Master Builder of the Year | National 2016 | Victoria 2016, 2017
PROJECTS | New South Wales

University of Sydney Small Animal Veterinary Hospital




University of Sydney


Coffey Projects
G+V Architecture

Delivered by fixed price lump sum contract the Small Animal Hospital is a state of the art veterinary clinic for Cats and Dogs.

External works comprising new dog walking areas and basic landscaping were also undertaken. Works were completed over two stages with Stage 1 being the MRI and CT-Scanning Areas and Stage 2 being the new veterinary centre including consultation rooms, doctor's quarters, chemotherapy areas and dog stay facilities.

Stage 1 Works ($2.5M) involved the demolotion of the existing veterinary clinic and construction of new operating theatres, X-ray rooms and consultation rooms. The works had to be programmed in and around the existing user operations.

The project was "service intensive" with medical gases, positive air mechanical services, MRI machines and X-ray rooms required to be installed and commissioned.

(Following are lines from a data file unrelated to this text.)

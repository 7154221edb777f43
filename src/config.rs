//! Page Configuration
//!
//! The host page may define `window.__ITEMS_CONFIG__` with any subset of
//! `ControllerConfig` fields; everything else keeps its default.

use items_core::ControllerConfig;
use wasm_bindgen::prelude::*;

const CONFIG_GLOBAL: &str = "__ITEMS_CONFIG__";

/// Defaults when the page supplies nothing: the screen with a priority column
pub fn default_config() -> ControllerConfig {
    ControllerConfig::with_priority()
}

pub fn load_config() -> Result<ControllerConfig, String> {
    let window = web_sys::window().ok_or("no window")?;
    let raw = js_sys::Reflect::get(&window, &JsValue::from_str(CONFIG_GLOBAL))
        .map_err(|e| format!("reading {}: {:?}", CONFIG_GLOBAL, e))?;
    if raw.is_undefined() || raw.is_null() {
        return Ok(default_config());
    }
    serde_wasm_bindgen::from_value(raw).map_err(|e| format!("invalid {}: {}", CONFIG_GLOBAL, e))
}

/// Absolute URL of the items resource on the page's own origin
pub fn api_base_url(config: &ControllerConfig) -> Result<String, String> {
    let window = web_sys::window().ok_or("no window")?;
    let origin = window
        .location()
        .origin()
        .map_err(|e| format!("reading origin: {:?}", e))?;
    Ok(format!("{}{}", origin, config.api_path))
}
//! Priority Selector Component
//!
//! `<select>` over the configured priority levels.

use items_core::PriorityConfig;
use leptos::prelude::*;

use crate::context::use_app_context;

#[component]
pub fn PrioritySelector(priority: PriorityConfig) -> impl IntoView {
    let ctx = use_app_context();
    let selected = Memo::new(move |_| ctx.form.with(|f| f.prioridad.clone()));

    view! {
        <label for="item-prioridad">"Prioridad"</label>
        <select
            id="item-prioridad"
            on:change=move |ev| ctx.controller().set_prioridad(event_target_value(&ev))
        >
            {priority.levels.into_iter().map(|level| {
                let value = level.id.to_string();
                let option_value = value.clone();
                let is_selected = move || selected.with(|p| *p == value);
                view! {
                    <option value=option_value prop:selected=is_selected>{level.label}</option>
                }
            }).collect_view()}
        </select>
    }
}
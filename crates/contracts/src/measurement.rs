//! Measurement types delivered by a data server.
//!
//! The server only ever looks at `stamp`; payloads pass through untouched.

use std::fmt;

use bytes::Bytes;
use nalgebra::{UnitQuaternion, Vector3};
use serde::{Deserialize, Serialize};

/// Measurement stream kind
///
/// Declaration order is the tie-break priority: when two streams hold
/// measurements with the same stamp, the earlier variant is delivered first.
#[derive(Debug, Clone, Copy, PartialEq, Eq, Hash, PartialOrd, Ord, Serialize, Deserialize)]
#[serde(rename_all = "snake_case")]
pub enum StreamKind {
    /// Camera frames
    Image,
    /// Inertial velocity readings
    Imu,
    /// Attitude references
    Attitude,
    /// No stream has data left
    None,
}

impl StreamKind {
    /// The three data-carrying streams, in tie-break priority order
    pub const STREAMS: [StreamKind; 3] = [StreamKind::Image, StreamKind::Imu, StreamKind::Attitude];

    /// Stable lowercase name, used as log field and metric label
    pub fn as_str(self) -> &'static str {
        match self {
            StreamKind::Image => "image",
            StreamKind::Imu => "imu",
            StreamKind::Attitude => "attitude",
            StreamKind::None => "none",
        }
    }

    /// Whether this kind denotes an exhausted feed
    pub fn is_none(self) -> bool {
        self == StreamKind::None
    }
}

impl fmt::Display for StreamKind {
    fn fmt(&self, f: &mut fmt::Formatter<'_>) -> fmt::Result {
        f.write_str(self.as_str())
    }
}

/// Anything carrying a measurement timestamp
pub trait Stamped {
    /// Timestamp in seconds
    fn stamp(&self) -> f64;
}

/// Camera frame
#[derive(Debug, Clone, PartialEq, Serialize, Deserialize)]
pub struct StampedImage {
    /// Capture time (seconds)
    pub stamp: f64,

    /// Image width in pixels
    pub width: u32,

    /// Image height in pixels
    pub height: u32,

    /// Raw pixel data (zero-copy)
    pub data: Bytes,
}

impl StampedImage {
    /// Frame with no pixel data, useful when only timing matters
    pub fn empty(stamp: f64) -> Self {
        Self {
            stamp,
            width: 0,
            height: 0,
            data: Bytes::new(),
        }
    }
}

/// Inertial velocity reading
#[derive(Debug, Clone, Copy, PartialEq, Serialize, Deserialize)]
pub struct ImuVelocity {
    /// Sample time (seconds)
    pub stamp: f64,

    /// Angular velocity (rad/s)
    pub gyr: Vector3<f64>,

    /// Linear acceleration (m/s²)
    pub acc: Vector3<f64>,
}

impl ImuVelocity {
    /// Reading of a body at rest under gravity
    pub fn at_rest(stamp: f64) -> Self {
        Self {
            stamp,
            gyr: Vector3::zeros(),
            acc: Vector3::new(0.0, 0.0, 9.81),
        }
    }
}

/// Attitude reference
#[derive(Debug, Clone, Copy, PartialEq, Serialize, Deserialize)]
pub struct StampedAttitude {
    /// Sample time (seconds)
    pub stamp: f64,

    /// Body orientation
    pub q: UnitQuaternion<f64>,
}

impl StampedAttitude {
    /// Identity attitude at the given stamp
    pub fn identity(stamp: f64) -> Self {
        Self {
            stamp,
            q: UnitQuaternion::identity(),
        }
    }
}

impl Stamped for StampedImage {
    fn stamp(&self) -> f64 {
        self.stamp
    }
}

impl Stamped for ImuVelocity {
    fn stamp(&self) -> f64 {
        self.stamp
    }
}

impl Stamped for StampedAttitude {
    fn stamp(&self) -> f64 {
        self.stamp
    }
}

/// One measurement of any stream
#[derive(Debug, Clone, PartialEq, Serialize, Deserialize)]
pub enum Measurement {
    Image(StampedImage),
    Imu(ImuVelocity),
    Attitude(StampedAttitude),
}

impl Measurement {
    /// Stream this measurement belongs to
    pub fn kind(&self) -> StreamKind {
        match self {
            Measurement::Image(_) => StreamKind::Image,
            Measurement::Imu(_) => StreamKind::Imu,
            Measurement::Attitude(_) => StreamKind::Attitude,
        }
    }
}

impl Stamped for Measurement {
    fn stamp(&self) -> f64 {
        match self {
            Measurement::Image(m) => m.stamp,
            Measurement::Imu(m) => m.stamp,
            Measurement::Attitude(m) => m.stamp,
        }
    }
}

impl From<StampedImage> for Measurement {
    fn from(image: StampedImage) -> Self {
        Measurement::Image(image)
    }
}

impl From<ImuVelocity> for Measurement {
    fn from(imu: ImuVelocity) -> Self {
        Measurement::Imu(imu)
    }
}

impl From<StampedAttitude> for Measurement {
    fn from(attitude: StampedAttitude) -> Self {
        Measurement::Attitude(attitude)
    }
}
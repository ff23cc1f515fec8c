//! # Config Loader
//!
//! Configuration loading and parsing module.
//!
//! Responsibilities:
//! - Parse TOML/JSON configuration files
//! - Validate configuration legality
//! - Produce a `DataServerConfig`
//!
//! # Example
//!
//! ```no_run
//! use config_loader::ConfigLoader;
//! use std::path::Path;
//!
//! let config = ConfigLoader::load_from_path(Path::new("dataserver.toml")).unwrap();
//! println!("Mode: {:?}", config.mode);
//! ```

mod parser;
mod validator;

pub use contracts::DataServerConfig;
pub use parser::ConfigFormat;

use contracts::ContractError;
use std::path::Path;

/// Configuration loader
///
/// Provides static methods to load configuration from files or strings.
pub struct ConfigLoader;

impl ConfigLoader {
    /// Load configuration from file path
    ///
    /// Automatically detects format from file extension (.toml / .json).
    ///
    /// # Errors
    /// - File read failure
    /// - Unsupported format
    /// - Parse failure
    /// - Validation failure
    pub fn load_from_path(path: &Path) -> Result<DataServerConfig, ContractError> {
        let format = Self::detect_format(path)?;
        let content = Self::read_file(path)?;
        Self::load_from_str(&content, format)
    }

    /// Load configuration from string
    ///
    /// # Errors
    /// - Parse failure
    /// - Validation failure
    pub fn load_from_str(
        content: &str,
        format: ConfigFormat,
    ) -> Result<DataServerConfig, ContractError> {
        Self::parse_and_validate(content, format)
    }

    /// Validate an already constructed configuration
    pub fn validate(config: &DataServerConfig) -> Result<(), ContractError> {
        validator::validate(config)
    }

    /// Serialize DataServerConfig to TOML string
    pub fn to_toml(config: &DataServerConfig) -> Result<String, ContractError> {
        toml::to_string_pretty(config)
            .map_err(|e| ContractError::config_parse(format!("TOML serialize error: {e}")))
    }

    /// Serialize DataServerConfig to JSON string
    pub fn to_json(config: &DataServerConfig) -> Result<String, ContractError> {
        serde_json::to_string_pretty(config)
            .map_err(|e| ContractError::config_parse(format!("JSON serialize error: {e}")))
    }
}

impl ConfigLoader {
    /// Infer configuration format from file extension
    fn detect_format(path: &Path) -> Result<ConfigFormat, ContractError> {
        let ext = path.extension().and_then(|e| e.to_str()).ok_or_else(|| {
            ContractError::config_parse("cannot determine file format from extension")
        })?;

        ConfigFormat::from_extension(ext).ok_or_else(|| {
            ContractError::config_parse(format!("unsupported config format: .{ext}"))
        })
    }

    /// Read configuration file content
    fn read_file(path: &Path) -> Result<String, ContractError> {
        Ok(std::fs::read_to_string(path)?)
    }

    /// Parse and validate configuration content
    fn parse_and_validate(
        content: &str,
        format: ConfigFormat,
    ) -> Result<DataServerConfig, ContractError> {
        let config = parser::parse(content, format)?;
        validator::validate(&config)?;
        Ok(config)
    }
}

#[cfg(test)]
mod tests {
    use super::*;
    use contracts::ServerMode;
    use std::io::Write;

    const MINIMAL_TOML: &str = r#"
mode = "threaded"

[queues]
image = 2
imu = 20
attitude = 20
"#;

    #[test]
    fn test_load_from_str_toml() {
        let result = ConfigLoader::load_from_str(MINIMAL_TOML, ConfigFormat::Toml);
        assert!(result.is_ok(), "Failed: {:?}", result.err());
        let config = result.unwrap();
        assert_eq!(config.mode, ServerMode::Threaded);
        assert_eq!(config.queues.image, 2);
    }

    #[test]
    fn test_round_trip_toml() {
        let config = ConfigLoader::load_from_str(MINIMAL_TOML, ConfigFormat::Toml).unwrap();
        let serialized = ConfigLoader::to_toml(&config).unwrap();
        let config2 = ConfigLoader::load_from_str(&serialized, ConfigFormat::Toml).unwrap();
        assert_eq!(config, config2);
    }

    #[test]
    fn test_round_trip_json() {
        let config = ConfigLoader::load_from_str(MINIMAL_TOML, ConfigFormat::Toml).unwrap();
        let json = ConfigLoader::to_json(&config).unwrap();
        let config2 = ConfigLoader::load_from_str(&json, ConfigFormat::Json).unwrap();
        assert_eq!(config, config2);
    }

    #[test]
    fn test_validation_runs_after_parse() {
        let content = r#"
[queues]
image = 0
imu = 10
attitude = 10
"#;
        let result = ConfigLoader::load_from_str(content, ConfigFormat::Toml);
        assert!(result.is_err());
        assert!(result.unwrap_err().to_string().contains("queues.image"));
    }

    #[test]
    fn test_load_from_path() {
        let mut file = tempfile::Builder::new().suffix(".toml").tempfile().unwrap();
        file.write_all(MINIMAL_TOML.as_bytes()).unwrap();

        let config = ConfigLoader::load_from_path(file.path()).unwrap();
        assert_eq!(config.queues.imu, 20);
    }

    #[test]
    fn test_load_from_path_rejects_unknown_extension() {
        let file = tempfile::Builder::new().suffix(".yaml").tempfile().unwrap();
        let err = ConfigLoader::load_from_path(file.path()).unwrap_err();
        assert!(err.to_string().contains("unsupported config format"));
    }
}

Kane had to maintain flexibility and open communication with the user to adjust demolition and noisy works. The project is a testament to Kane's ability to work as part of the team to construct complicated projects within an environment where the end user must maintain their day to day services. After successfully completing Stage 1, Kane were very keen to commence Stage 2.

Stage 2 Works ($1.7M) involved alterations and additions to the existing Evelyn Williams Building within the single story front portion of the building. The upgrade also involved the refurbishment to the back part of the multi story building adjoining existing operation theatres to accommodate the new MRI and CT-Scanning facilities. The project also required us to install a high level security system and C-Bus lighting and data system.

Kane worked tirelessly to provide a practical, inexpensive facility through continuous consultation with the architect and other consultants while still maintaining a fully function facility for the unversity to continue their veterinary practice and student teaching facilities. The result has been a state of the art facility which will be used by many animals, vets and students for many years to come.

Innovations on the project included the use of grout injection which allowed existing concrete slabs to remain in lieu of removal and replacement which would have been a large expense.